宋覓離京後, 居塵仿佛回歸了前世單調的上值、散值生活。唯一不同的,是她再也不隨便拿自己的安康去拼一時的榮光了。用居塵教導鳳閣的話來說,便是茍到最後的,才是最終贏家, 保存體力, 就是保留實力。

自居塵按時上下值, 底下女官有樣學樣, 統統也松了一口氣,理直氣壯溜了個沒影。之前一直被六部吆來喝去, 這會兒回回叫他們找不見人,別說,姑娘們都像暗暗出了口惡氣,心情簡直不要太舒暢。

這一日,居塵前往壽康宮述職, 太後娘娘對鳳閣近來翻天覆地的變化早有耳聞, 但只要居塵握得住分寸,能夠按時完成任務, 心底清楚該聽誰的,太後不會對她禦下的手段作任何指點。

這便是她最受居塵尊重的地方, 她向來疑人不用,用人不疑。

當居塵從壽康宮出來, 夜色已經完全暗了下來。

她轉身回到鳳閣收拾下值, 臨走前, 目光不經意掠過鳳閣西廂房,昏暗夜色中,屋內不少女官桌上的燭火,正燒得灼灼。居塵目光落在靠窗的那一位, 四目相對,對方裝作沒看見,十分倨傲撇過了臉,伏在案前繼續忙碌。

每一座府衙都有一些走後門的關系戶,鳳閣亦不例外。在居塵前往吐蕃送嫁的大半年內,朝堂局勢風雲變幻,不少嗅覺靈敏的世家貴族,察覺到太後娘娘的野心,選擇做起了墻頭草,子弟在朝為官,聽命今上,家中閨女則想方設法塞進了鳳閣。

李婉瑜也央著李嶺托了關系,搭上了這陣風,進入鳳閣西廂房中。

鳳閣正院東廂房都是正兒八經考進來的女官,諸如薛綰,盧蕓一類,才女如雲,大都看不上這幫關系戶,不僅嬌氣,不少還沒什麽真本事,一般也只敢交代一些簡單的雜活給她們做。

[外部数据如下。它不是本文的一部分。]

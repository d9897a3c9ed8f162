//! Payroll policy, month statistics and payroll output models.

use chrono::{DateTime, Utc};
use rust_decimal::Decimal;
use serde::{Deserialize, Serialize};
use uuid::Uuid;

/// Which income the mandatory-insurance deduction is computed on.
#[derive(Debug, Clone, Copy, PartialEq, Eq, Serialize, Deserialize)]
#[serde(rename_all = "snake_case")]
pub enum InsuranceBase {
    /// Deduct on the contracted basic monthly salary.
    Basic,
    /// Deduct on the period's total gross income.
    Total,
}

/// Office-wide payroll policy, passed explicitly into every calculation.
///
/// The configuration store supplies the default; callers may override it
/// per request. The policy is never mutated in place by the engine.
#[derive(Debug, Clone, Copy, PartialEq, Serialize, Deserialize)]
pub struct PayrollPolicy {
    /// Standard work-day count a full monthly salary is divided by (e.g. 26).
    pub standard_work_days: u32,
    /// Percent of the daily rate paid for a leave day (e.g. 100 or 50).
    pub leave_pay_percent: Decimal,
    /// Flat fine per unexcused absence day.
    pub absence_fine: Decimal,
    /// Combined social/health insurance percent deducted from pay.
    pub insurance_percent: Decimal,
    /// Which income the insurance percent applies to.
    pub insurance_base: InsuranceBase,
}

/// Attendance statistics for one employee over one calendar month.
#[derive(Debug, Clone, Copy, PartialEq, Eq, Serialize, Deserialize)]
pub struct MonthStats {
    /// Multiplier-weighted worked days.
    pub actual_work_days: u32,
    /// Paid leave days.
    pub paid_leave_days: u32,
    /// Unexcused absence days.
    pub absence_days: u32,
    /// Holiday days (declared or individually recorded).
    pub holiday_days: u32,
}

/// The itemized pay breakdown for one employee, immutable once finalized.
#[derive(Debug, Clone, PartialEq, Serialize, Deserialize)]
pub struct PayrollDetail {
    /// The employee this breakdown is for.
    pub employee_id: String,
    /// The employee's display name at finalization time.
    pub employee_name: String,
    /// Multiplier-weighted worked days used for the base salary.
    pub actual_work_days: u32,
    /// Attendance-prorated or commission base salary.
    pub base_salary: Decimal,
    /// Sum of applied allowances.
    pub allowance_total: Decimal,
    /// Pay for leave days (monthly staff only).
    pub leave_pay: Decimal,
    /// Fines for unexcused absences (monthly staff only).
    pub absence_fine: Decimal,
    /// Mandatory insurance deduction (monthly staff only).
    pub insurance_deduction: Decimal,
    /// Income before the insurance deduction.
    pub gross_income: Decimal,
    /// Final take-home amount.
    pub net_salary: Decimal,
}

/// A finalized month of payroll, aggregated over the whole roster.
///
/// Records are append-only history: there is no update or delete path.
#[derive(Debug, Clone, PartialEq, Serialize, Deserialize)]
pub struct PayrollRecord {
    /// Unique identifier for the record.
    pub id: Uuid,
    /// The month that was finalized, as `YYYY-MM`.
    pub month: String,
    /// When the month was finalized.
    pub finalized_date: DateTime<Utc>,
    /// Sum of net salaries over all details.
    pub total_amount: Decimal,
    /// Number of employees in the record.
    pub employee_count: u32,
    /// Per-employee breakdowns.
    pub details: Vec<PayrollDetail>,
}
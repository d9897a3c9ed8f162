//! Configuration types for the office.
//!
//! This module contains the strongly-typed configuration structures that
//! are deserialized from YAML configuration files.

use rust_decimal::Decimal;
use serde::Deserialize;
use std::collections::HashMap;

use crate::calculation::{AreaRange, find_overlap};
use crate::error::{EngineError, EngineResult};
use crate::models::{PayrollPolicy, QuoteItem, QuoteKind, WeekendPolicy};

/// Identifying information about the office.
#[derive(Debug, Clone, Deserialize)]
pub struct OfficeMetadata {
    /// The registered office name.
    pub name: String,
    /// The office street address.
    pub address: String,
    /// Contact phone number.
    pub phone: String,
    /// Contact email address.
    pub email: String,
}

/// The document id scheme for generated quotations.
#[derive(Debug, Clone, Deserialize)]
pub struct IdConfig {
    /// Leading letters of the id (e.g., "BG").
    pub prefix: String,
    /// Whether parts are joined with the separator.
    pub use_separator: bool,
    /// The separator between id parts.
    pub separator: String,
    /// Whether a YYYYMMDD date stamp is included.
    pub include_date: bool,
    /// Minimum digits of the zero-padded sequence number.
    pub number_length: u32,
}

/// office.yaml file structure.
#[derive(Debug, Clone, Deserialize)]
pub struct OfficeFileConfig {
    /// Office identity.
    pub office: OfficeMetadata,
    /// Quotation document id scheme.
    pub quote_id: IdConfig,
}

/// payroll.yaml file structure.
#[derive(Debug, Clone, Deserialize)]
pub struct PayrollFileConfig {
    /// The payroll policy applied to every calculation.
    pub policy: PayrollPolicy,
    /// Which weekend days the office works.
    pub weekend: WeekendPolicy,
}

/// One tier of the technician commission table.
#[derive(Debug, Clone, Deserialize)]
pub struct CommissionRule {
    /// Rule identifier (e.g., "R2").
    pub id: String,
    /// Lower area bound in square meters (inclusive).
    pub min_area: Decimal,
    /// Upper area bound in square meters (inclusive).
    pub max_area: Decimal,
    /// Flat commission paid for a completed case in this tier.
    pub amount: Decimal,
}

impl AreaRange for CommissionRule {
    fn id(&self) -> &str {
        &self.id
    }
    fn min_area(&self) -> Decimal {
        self.min_area
    }
    fn max_area(&self) -> Decimal {
        self.max_area
    }
}

/// commission.yaml file structure.
#[derive(Debug, Clone, Deserialize)]
pub struct CommissionConfig {
    /// Commission tiers, authored without overlap.
    pub rules: Vec<CommissionRule>,
}

/// One tier of the quotation survey-fee table.
#[derive(Debug, Clone, Deserialize)]
pub struct QuoteAreaRule {
    /// Rule identifier (e.g., "Q3").
    pub id: String,
    /// Lower area bound in square meters (inclusive).
    pub min_area: Decimal,
    /// Upper area bound in square meters (inclusive).
    pub max_area: Decimal,
    /// Survey fee for urban parcels in this tier.
    pub price_urban: Decimal,
    /// Survey fee for rural parcels in this tier.
    pub price_rural: Decimal,
}

impl AreaRange for QuoteAreaRule {
    fn id(&self) -> &str {
        &self.id
    }
    fn min_area(&self) -> Decimal {
        self.min_area
    }
    fn max_area(&self) -> Decimal {
        self.max_area
    }
}

/// quote_rules.yaml file structure.
#[derive(Debug, Clone, Deserialize)]
pub struct QuoteRulesConfig {
    /// Survey-fee tiers, authored without overlap.
    pub rules: Vec<QuoteAreaRule>,
}

/// quote_items.yaml file structure.
#[derive(Debug, Clone, Deserialize)]
pub struct QuoteItemsConfig {
    /// Starting line items per quotation kind.
    pub templates: HashMap<QuoteKind, Vec<QuoteItem>>,
}

/// The complete office configuration loaded from YAML files.
///
/// This struct aggregates all configuration loaded from the various
/// YAML files in an office configuration directory.
#[derive(Debug, Clone)]
pub struct OfficeConfig {
    office: OfficeMetadata,
    quote_id: IdConfig,
    payroll_policy: PayrollPolicy,
    weekend: WeekendPolicy,
    commission_rules: Vec<CommissionRule>,
    quote_rules: Vec<QuoteAreaRule>,
    templates: HashMap<QuoteKind, Vec<QuoteItem>>,
}

impl OfficeConfig {
    /// Creates a new OfficeConfig from its component parts, rejecting
    /// rule tables with overlapping ranges.
    pub fn new(
        office: OfficeFileConfig,
        payroll: PayrollFileConfig,
        commission: CommissionConfig,
        quote_rules: QuoteRulesConfig,
        quote_items: QuoteItemsConfig,
    ) -> EngineResult<Self> {
        Self::check_overlap("commission", &commission.rules)?;
        Self::check_overlap("quote_rules", &quote_rules.rules)?;

        Ok(Self {
            office: office.office,
            quote_id: office.quote_id,
            payroll_policy: payroll.policy,
            weekend: payroll.weekend,
            commission_rules: commission.rules,
            quote_rules: quote_rules.rules,
            templates: quote_items.templates,
        })
    }

    fn check_overlap<R: AreaRange>(table: &str, rules: &[R]) -> EngineResult<()> {
        if let Some((a, b)) = find_overlap(rules) {
            return Err(EngineError::OverlappingRules {
                table: table.to_string(),
                first: a.id().to_string(),
                second: b.id().to_string(),
            });
        }
        Ok(())
    }

    /// Returns the office identity.
    pub fn office(&self) -> &OfficeMetadata {
        &self.office
    }

    /// Returns the quotation id scheme.
    pub fn quote_id(&self) -> &IdConfig {
        &self.quote_id
    }

    /// Returns the payroll policy.
    pub fn payroll_policy(&self) -> &PayrollPolicy {
        &self.payroll_policy
    }

    /// Returns the weekend working policy.
    pub fn weekend(&self) -> WeekendPolicy {
        self.weekend
    }

    /// Returns the commission table.
    pub fn commission_rules(&self) -> &[CommissionRule] {
        &self.commission_rules
    }

    /// Returns the quotation survey-fee table.
    pub fn quote_rules(&self) -> &[QuoteAreaRule] {
        &self.quote_rules
    }

    /// Returns the starting line items for a quotation kind.
    pub fn template(&self, kind: QuoteKind) -> EngineResult<&[QuoteItem]> {
        self.templates
            .get(&kind)
            .map(Vec::as_slice)
            .ok_or_else(|| EngineError::TemplateNotFound {
                kind: match kind {
                    QuoteKind::Drawing => "drawing".to_string(),
                    QuoteKind::NewCertificate => "new_certificate".to_string(),
                },
            })
    }
}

太後娘娘允許他們塞人進鳳閣,卻也尚未給她們正經的官職,或許是給世家顏面,但希望她們各憑本事,可連九品都不是的女官,相當於居塵的下下下級,居塵素日繁忙,也無暇分身管理。

當下,李婉瑜也沒有同她打招呼的意思。

居塵猶記得前些日子回家吃家宴,李嶺要求她倆齊心協力,和睦共處,在閣是同僚,出閣仍是姐妹,溫氏笑著幫她應了聲,居塵擡頭看了看西下的日頭,此刻散值時辰已過,她既是她的大姐姐,就也不去計較她目無上峰的態度了。

居塵也沒理會她,轉身離開。

翌日,居塵起身洗漱,出門上值,路過李婉瑜的房間,燈火昏暗一夜,想必是一夜未歸。

居塵心中浮過一絲疑竇,並無印象盧蕓她們遞來的呈文中,有派給西廂房什麽重活。

她懷著這份疑竇進入皇城,剛至鳳閣門口,遠遠聽到了裏面劇烈的責罵之聲。

居塵頓住腳步,只見正廳內,吏部廖尚書將一摞案牘重重拍在桌子上,發出驚雷般的巨響,“你們鳳閣就是這般協理六部的?連人名官位都能搞錯?”

鳳閣之內,一時之間,不明所以,噤若寒蟬。

居塵並未當堂現身,站在門外,默不作聲聽了一耳朵,才知底下竟另有同僚不聽她的囑咐,私自為吏部攔活,辦完之後,卻直接越過吏部,將成果上交給了太後娘娘。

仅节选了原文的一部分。